In Kailua at that time (Oahu, not Kailua Kona on the Big Island), the television signal had to come over the Pali (a cliff in the Ko’olau mountains that divides the island in two) on power lines to get to us, and the signal wasn’t that strong. We usually only had two channels: PBS, so I got my Sesame Street and my Electric company (and if Mom and Dad were home, nature and history shows), and the Japanese channel, KIKU (Nihongo Terebi Desu!).
KIKU was da bomb. All the best shows (Speed Racer, Princess Knight, Captain Harlock, Candy-Candy, Jakka Dengeki Tai), plus an added educational bonus. My reading scores soared from learning to read by the subtitles that flashed by super fast, especially during a fight scene! The next day, we would all play Kikaida or Gojira in the yards fronting our little cul-de-sac, stomping on the ground to destroy imaginary cities made of dirt, and fighting off hoards of evil minions (not the cute yellow ones of course…they hadn’t reached us yet).

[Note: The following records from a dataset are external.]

//! Cron-driven ticker that turns due recurring schedules into queued jobs.
//!
//! Every tick calls [`RecurringCatalog::dispatch_due`]; the schedules
//! themselves live in the database so a restart resumes from the stored
//! `next_run_at` values. Lifecycle follows the usual rules: start and stop are
//! wrapped in timeouts and the monitor task handle is tracked.

use std::sync::Arc;
use std::time::{Duration, Instant};

use storesync_core::RecurringCatalog;
use tokio::sync::RwLock;
use tokio::task::JoinHandle;
use tokio_cron_scheduler::{Job, JobScheduler};
use tokio_util::sync::CancellationToken;
use tracing::{debug, error, info, instrument, warn};
use uuid::Uuid;

use crate::scheduling::error::{SchedulerError, SchedulerResult};

#[derive(Debug, Clone)]
pub struct ScheduleTickerConfig {
    /// Six-field cron expression (with seconds)
    pub cron_expression: String,
    /// Upper bound for one dispatch pass
    pub tick_timeout: Duration,
    pub start_timeout: Duration,
    pub stop_timeout: Duration,
    pub join_timeout: Duration,
}

impl Default for ScheduleTickerConfig {
    fn default() -> Self {
        Self {
            cron_expression: storesync_domain::constants::DEFAULT_SCHEDULE_TICK.into(),
            tick_timeout: Duration::from_secs(30),
            start_timeout: Duration::from_secs(5),
            stop_timeout: Duration::from_secs(5),
            join_timeout: Duration::from_secs(5),
        }
    }
}

pub struct ScheduleTicker {
    scheduler: Arc<RwLock<JobScheduler>>,
    config: ScheduleTickerConfig,
    job_id: Uuid,
    monitor_handle: Option<JoinHandle<()>>,
    cancellation: CancellationToken,
}

impl ScheduleTicker {
    pub async fn new(
        config: ScheduleTickerConfig,
        catalog: Arc<RecurringCatalog>,
    ) -> SchedulerResult<Self> {
        let raw_scheduler = JobScheduler::new()
            .await
            .map_err(|source| SchedulerError::CreationFailed { source })?;

        let mut ticker = Self {
            scheduler: Arc::new(RwLock::new(raw_scheduler)),
            config,
            job_id: Uuid::nil(),
            monitor_handle: None,
            cancellation: CancellationToken::new(),
        };
        ticker.job_id = ticker.register_tick(catalog).await?;
        Ok(ticker)
    }

    #[instrument(skip(self))]
    pub async fn start(&mut self) -> SchedulerResult<()> {
        if self.is_running() {
            return Err(SchedulerError::AlreadyRunning);
        }

        self.cancellation = CancellationToken::new();

        let scheduler = self.scheduler.clone();
        let start_timeout = self.config.start_timeout;
        tokio::time::timeout(start_timeout, async move {
            let guard = scheduler.write().await;
            guard.start().await
        })
        .await
        .map_err(|source| SchedulerError::Timeout { duration: start_timeout, source })?
        .map_err(|source| SchedulerError::StartFailed { source })?;

        let cancel = self.cancellation.clone();
        self.monitor_handle = Some(tokio::spawn(async move {
            cancel.cancelled().await;
            debug!("Schedule ticker monitor cancelled");
        }));

        info!(cron = %self.config.cron_expression, "Schedule ticker started");
        Ok(())
    }

    #[instrument(skip(self))]
    pub async fn stop(&mut self) -> SchedulerResult<()> {
        if !self.is_running() {
            return Err(SchedulerError::NotRunning);
        }

        self.cancellation.cancel();

        let scheduler = self.scheduler.clone();
        let stop_timeout = self.config.stop_timeout;
        tokio::time::timeout(stop_timeout, async move {
            let mut guard = scheduler.write().await;
            guard.shutdown().await
        })
        .await
        .map_err(|source| SchedulerError::Timeout { duration: stop_timeout, source })?
        .map_err(|source| SchedulerError::StopFailed { source })?;

        if let Some(handle) = self.monitor_handle.take() {
            let join_timeout = self.config.join_timeout;
            tokio::time::timeout(join_timeout, handle)
                .await
                .map_err(|source| SchedulerError::Timeout { duration: join_timeout, source })??;
        }

        info!("Schedule ticker stopped");
        Ok(())
    }

    /// Id of the registered tick job
    pub fn job_id(&self) -> Uuid {
        self.job_id
    }

    pub fn is_running(&self) -> bool {
        self.monitor_handle.as_ref().is_some_and(|handle| !handle.is_finished())
    }

    async fn register_tick(&self, catalog: Arc<RecurringCatalog>) -> SchedulerResult<Uuid> {
        let tick_timeout = self.config.tick_timeout;

        let job = Job::new_async(self.config.cron_expression.as_str(), move |_id, _lock| {
            let catalog = catalog.clone();
            Box::pin(async move {
                let started = Instant::now();
                match tokio::time::timeout(tick_timeout, catalog.dispatch_due()).await {
                    Ok(Ok(enqueued)) => {
                        debug!(enqueued, elapsed_ms = started.elapsed().as_millis() as u64, "Schedule tick finished");
                    }
                    Ok(Err(err)) => error!(error = %err, "Schedule tick failed"),
                    Err(_) => warn!(timeout_secs = tick_timeout.as_secs(), "Schedule tick timed out"),
                }
            })
        })
        .map_err(|source| SchedulerError::JobRegistrationFailed { source })?;

        let job_id = job.guid();
        let scheduler = self.scheduler.write().await;
        scheduler.add(job).await.map_err(|source| SchedulerError::JobRegistrationFailed { source })?;

        debug!(cron = %self.config.cron_expression, %job_id, "Registered schedule tick");
        Ok(job_id)
    }
}

impl Drop for ScheduleTicker {
    fn drop(&mut self) {
        if self.is_running() {
            warn!("ScheduleTicker dropped while running; cancelling tasks");
            self.cancellation.cancel();
        }
    }
}
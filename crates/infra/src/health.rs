//! Liveness probe: runtime alive, database reachable, rate-limit store
//! reachable. Cursor age, open circuits and queue depth are reported
//! alongside but do not affect liveness.

use std::sync::atomic::{AtomicBool, Ordering};
use std::sync::Arc;

use serde::Serialize;
use storesync_common::{CircuitBreakerRegistry, Clock, SlidingWindowLimiter};
use storesync_core::clock::utc_now;
use tracing::warn;

use crate::database::{DbManager, SqliteJobQueue, SqliteStoreRepository};

#[derive(Debug, Clone, Copy, Serialize, PartialEq, Eq)]
#[serde(rename_all = "lowercase")]
pub enum HealthStatus {
    Ok,
    Unavailable,
}

#[derive(Debug, Clone, Serialize, PartialEq, Eq)]
#[serde(rename_all = "camelCase")]
pub struct QueueDepth {
    pub waiting: u64,
    pub active: u64,
    pub failed: u64,
}

#[derive(Debug, Clone, Serialize, PartialEq, Eq)]
#[serde(rename_all = "camelCase")]
pub struct HealthReport {
    pub status: HealthStatus,
    pub runtime: bool,
    pub database: bool,
    pub rate_limit_store: bool,
    /// Seconds since the stalest cursor of any active store
    pub oldest_cursor_age_secs: Option<i64>,
    pub open_circuits: Vec<String>,
    pub queue: Option<QueueDepth>,
}

impl HealthReport {
    pub fn is_healthy(&self) -> bool {
        self.status == HealthStatus::Ok
    }
}

pub struct HealthProbe {
    db: Arc<DbManager>,
    stores: Arc<SqliteStoreRepository>,
    queue: Arc<SqliteJobQueue>,
    limiter: SlidingWindowLimiter,
    breakers: Arc<CircuitBreakerRegistry>,
    clock: Arc<dyn Clock>,
    runtime_alive: AtomicBool,
}

impl HealthProbe {
    pub fn new(
        db: Arc<DbManager>,
        stores: Arc<SqliteStoreRepository>,
        queue: Arc<SqliteJobQueue>,
        limiter: SlidingWindowLimiter,
        breakers: Arc<CircuitBreakerRegistry>,
        clock: Arc<dyn Clock>,
    ) -> Self {
        Self {
            db,
            stores,
            queue,
            limiter,
            breakers,
            clock,
            runtime_alive: AtomicBool::new(false),
        }
    }

    /// Flip once the worker pool and ticker are running, and back on shutdown
    pub fn set_runtime_alive(&self, alive: bool) {
        self.runtime_alive.store(alive, Ordering::SeqCst);
    }

    pub async fn check(&self) -> HealthReport {
        let runtime = self.runtime_alive.load(Ordering::SeqCst);

        let db = Arc::clone(&self.db);
        let database = match tokio::task::spawn_blocking(move || db.health_check()).await {
            Ok(Ok(())) => true,
            Ok(Err(err)) => {
                warn!(error = %err, "database health check failed");
                false
            }
            Err(err) => {
                warn!(error = %err, "database health check task failed");
                false
            }
        };

        let rate_limit_store = match self.limiter.ping().await {
            Ok(()) => true,
            Err(err) => {
                warn!(error = %err, "rate limit store health check failed");
                false
            }
        };

        let now = utc_now(self.clock.as_ref());
        let oldest_cursor_age_secs = if database {
            match self.stores.oldest_cursor().await {
                Ok(cursor) => cursor.map(|at| (now - at).num_seconds().max(0)),
                Err(err) => {
                    warn!(error = %err, "failed to read store cursors");
                    None
                }
            }
        } else {
            None
        };

        let queue = if database {
            self.queue
                .counts()
                .await
                .map(|c| QueueDepth { waiting: c.waiting, active: c.active, failed: c.failed })
                .map_err(|err| warn!(error = %err, "failed to read queue depth"))
                .ok()
        } else {
            None
        };

        let mut open_circuits = self.breakers.open_keys();
        open_circuits.sort();

        let status = if runtime && database && rate_limit_store {
            HealthStatus::Ok
        } else {
            HealthStatus::Unavailable
        };

        HealthReport {
            status,
            runtime,
            database,
            rate_limit_store,
            oldest_cursor_age_secs,
            open_circuits,
            queue,
        }
    }
}
//! Integration tests for cron schedules used by the recurring job catalogue

#![cfg(feature = "foundation")]

use chrono::{TimeZone, Timelike, Utc};
use storesync_common::time::CronExpression;

#[test]
fn catalogue_patterns_parse_and_fire_on_expected_minutes() {
    let start = Utc.with_ymd_and_hms(2024, 3, 10, 10, 7, 15).unwrap();

    let cases = [
        ("*/1 * * * *", (10, 8)),
        ("*/10 * * * *", (10, 10)),
        ("*/15 * * * *", (10, 15)),
        ("*/30 * * * *", (10, 30)),
        ("0 * * * *", (11, 0)),
        ("0 */6 * * *", (12, 0)),
    ];

    for (pattern, (hour, minute)) in cases {
        let cron = CronExpression::parse(pattern).unwrap();
        let next = cron.next_after(&start).unwrap();
        assert_eq!((next.hour(), next.minute()), (hour, minute), "pattern {pattern}");
        assert_eq!(next.second(), 0);
    }
}

#[test]
fn successive_fires_are_strictly_increasing() {
    let cron = CronExpression::parse("*/10 * * * *").unwrap();
    let mut at = Utc.with_ymd_and_hms(2024, 12, 31, 23, 41, 0).unwrap();
    let mut fires = Vec::new();
    for _ in 0..4 {
        at = cron.next_after(&at).unwrap();
        fires.push(at);
    }
    assert!(fires.windows(2).all(|w| w[0] < w[1]));
    assert_eq!(fires[2], Utc.with_ymd_and_hms(2025, 1, 1, 0, 10, 0).unwrap());
}
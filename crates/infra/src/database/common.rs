//! Row conversion helpers shared by the SQLite repositories

use std::sync::Arc;

use chrono::{DateTime, Utc};
use rusqlite::types::Type;
use serde_json::Value;
use storesync_domain::{Result, StoreSyncError};
use tokio::task;

use super::manager::{DbManager, SqliteConnection};

/// Run `work` on the blocking pool with a pooled connection.
pub(crate) async fn with_connection<T, F>(db: &Arc<DbManager>, work: F) -> Result<T>
where
    T: Send + 'static,
    F: FnOnce(&mut SqliteConnection) -> Result<T> + Send + 'static,
{
    let db = Arc::clone(db);
    task::spawn_blocking(move || -> Result<T> {
        let mut conn = db.get_connection()?;
        work(&mut conn)
    })
    .await
    .map_err(map_join_error)?
}

pub(crate) fn map_join_error(err: task::JoinError) -> StoreSyncError {
    if err.is_cancelled() {
        StoreSyncError::Internal("database task cancelled".into())
    } else {
        StoreSyncError::Internal(format!("database task panic: {err}"))
    }
}

pub(crate) fn to_millis(at: DateTime<Utc>) -> i64 {
    at.timestamp_millis()
}

pub(crate) fn from_millis(idx: usize, millis: i64) -> rusqlite::Result<DateTime<Utc>> {
    DateTime::from_timestamp_millis(millis).ok_or_else(|| {
        rusqlite::Error::FromSqlConversionFailure(
            idx,
            Type::Integer,
            format!("timestamp out of range: {millis}").into(),
        )
    })
}

pub(crate) fn opt_from_millis(idx: usize, millis: Option<i64>) -> rusqlite::Result<Option<DateTime<Utc>>> {
    millis.map(|m| from_millis(idx, m)).transpose()
}

/// Decode a JSON TEXT column
pub(crate) fn json_column<T: serde::de::DeserializeOwned>(idx: usize, raw: &str) -> rusqlite::Result<T> {
    serde_json::from_str(raw)
        .map_err(|e| rusqlite::Error::FromSqlConversionFailure(idx, Type::Text, Box::new(e)))
}

pub(crate) fn opt_json_column(idx: usize, raw: Option<String>) -> rusqlite::Result<Option<Value>> {
    raw.map(|text| json_column(idx, &text)).transpose()
}

pub(crate) fn to_json_text<T: serde::Serialize>(value: &T) -> Result<String> {
    serde_json::to_string(value).map_err(|e| StoreSyncError::Internal(format!("encode JSON column: {e}")))
}

pub(crate) const fn bool_to_int(value: bool) -> i64 {
    if value {
        1
    } else {
        0
    }
}

pub(crate) const fn int_to_bool(value: i64) -> bool {
    value != 0
}

pub(crate) fn u32_column(idx: usize, value: i64) -> rusqlite::Result<u32> {
    u32::try_from(value).map_err(|e| rusqlite::Error::FromSqlConversionFailure(idx, Type::Integer, Box::new(e)))
}

#[cfg(test)]
mod tests {
    use chrono::TimeZone;

    use super::*;

    #[test]
    fn millis_round_trip() {
        let at = Utc.with_ymd_and_hms(2024, 5, 8, 12, 0, 0).unwrap();
        assert_eq!(from_millis(0, to_millis(at)).unwrap(), at);
        assert!(from_millis(0, i64::MAX).is_err());
    }

    #[test]
    fn negative_counters_are_rejected() {
        assert_eq!(u32_column(0, 3).unwrap(), 3);
        assert!(u32_column(0, -1).is_err());
    }
}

This nostalgia for the two channel days will hopefully go a ways to explain why Port Liberty, the coastal town where my cozy mysteries take place, has two resident kaiju that hang out in the bay (I’ll introduce you to them as these posts go on) , and why the traditions and events of Port Liberty mirror the place and time that I grew up with. That Kailua doesn’t exist anymore. Like they say, you can never really go home again. But between the kaiju, the giant robots, and the community, Port Liberty feels like home to me. If you can’t go back, you can bring it back to life in another way.